パーキンソン病
コラム「架橋」
4月からパーキンソン病で88歳の叔母の介護に張り付いて、もう5カ月になろうとしている。6月に圧迫骨折した腰もほぼ完治して、室内ではフラフラしながらも自立歩行ができている。これだけでも大助かりなのである。またリハビリも、私が感心してしまうほどがんばっている。体重はこの夏に3キロ減らして34キロ。食事も3食よく食べてはいるのだが、排便は週1~2回で便秘状態が続いている。
訪問医の話によると、パーキンソン病患者のほぼ100%が発症前から便秘だという。叔母もそうであったが、だからと言って便秘の人がパーキンソン病になるというわけではない。早い人だと30代で発症するということだが、65歳以上の患者の割合は100人に1人である。
パーキンソン病は認知症患者の6~7割を占めるアルツハイマーと同様の脳疾患でもある。アルツハイマーは脳内たんぱく質であるアミロイドβのカスが、きちんと排出されずに蓄積し、脳内の毛細血管の血行を阻害することで脳を壊死させるという疾患である。だからMRI画像を見ると、脳が委縮したり破損したりしているのである。
パーキンソン病の原因として考えられているのは、αシヌクレインというたんぱく質の異常型だ。これが塊となって脳ばかりではなく末梢神経にも蓄積し、神経伝達物質であるドーパミンの働きを阻害することで運動障害を引き起こすのである。アルツハイマーのように脳を壊死させることはない。特徴的な障害は、小股歩き、指の震え、全身のこう着などだ。

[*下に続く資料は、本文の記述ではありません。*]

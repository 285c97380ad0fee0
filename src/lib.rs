//! # Virtlan
//!
//! Virtual-LAN emulation for LAN-only multiplayer games played over
//! the internet. A relay server hosts rooms and allocates room-scoped
//! virtual IPv4 addresses; game traffic captured on a virtual network
//! adapter is forwarded through the relay and injected on the peer
//! side, so games discover each other as if on one physical LAN.
//!
//! ## Architecture
//!
//! ```text
//! ┌─────────────────────────────────────────────────────────────┐
//! │                         VIRTLAN                              │
//! ├─────────────────────────────────────────────────────────────┤
//! │  core/           - Pure primitives (no I/O)                  │
//! │  ├── addr.rs     - Virtual address allocation                │
//! │  └── frame.rs    - IPv4 frame inspection and rewriting       │
//! │                                                              │
//! │  protocol.rs     - Wire messages (JSON control, binary data) │
//! │                                                              │
//! │  relay/          - Relay server                              │
//! │  ├── registry.rs - Rooms, members, address slots             │
//! │  ├── dispatch.rs - Unicast/broadcast frame fan-out           │
//! │  └── server.rs   - WebSocket accept loop and sessions        │
//! │                                                              │
//! │  client/         - Game-side components                      │
//! │  ├── session.rs  - Relay session with reconnect/rejoin       │
//! │  ├── adapter.rs  - Virtual adapter seam                      │
//! │  └── bridge.rs   - Capture/inject frame pump                 │
//! └─────────────────────────────────────────────────────────────┘
//! ```
//!
//! ## Addressing
//!
//! Every room gets a 16-bit prefix derived from its code, and every
//! member a slot in `[1, 254]`, yielding addresses of the form
//! `10.H0.H1.slot`. Two members of one room never share an address,
//! and a member's address never changes while they stay in the room.

#![warn(missing_docs)]
#![warn(clippy::all)]
#![deny(unsafe_code)]

pub mod client;
pub mod core;
pub mod protocol;
pub mod relay;

// Re-export commonly used types
pub use client::{Bridge, ClientConfig, SessionClient};
pub use core::addr::{VirtualAddr, MAX_ADDRESSABLE_PLAYERS};
pub use protocol::{ClientMessage, ServerMessage};
pub use relay::{RelayConfig, RelayServer};

/// Crate version
pub const VERSION: &str = env!("CARGO_PKG_VERSION");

しかも厄介なことに、この異常型たんぱく質は正常なたんぱく質を異常型に変化させるという性質を持っている。レビー小体型認知症と多系統萎縮症も、αシヌクレインが原因とされている疾患だが、それぞれの異常型たんぱく質の形状は異なっているという。いずれもこれといった特効薬などはなく、ドーパミンの働きを補う薬の服用と、リハビリで筋力の衰えを防止する以外にない。
叔母と甥の「老老介護」も大変なのだが、それ以上に今夏の酷暑は体を消耗させているようだ。叔母が「寒い」というので、エアコンは28度の除湿をキープしている。木曜日の午後、蒸し暑さの中紙おむつなどをぶら下げて帰宅すると頭痛がして小便もほとんど出ない。また軽い熱中症になったようだった。
翌日も調子が悪かったので午後に長めの仮眠をとり午後6時半に目が覚めたのだが、私は土曜日の午前6時半だと思い込んでしまい、訳の分からないことを叔母にしゃべっていると「あんた大丈夫なの」と心配されてしまった。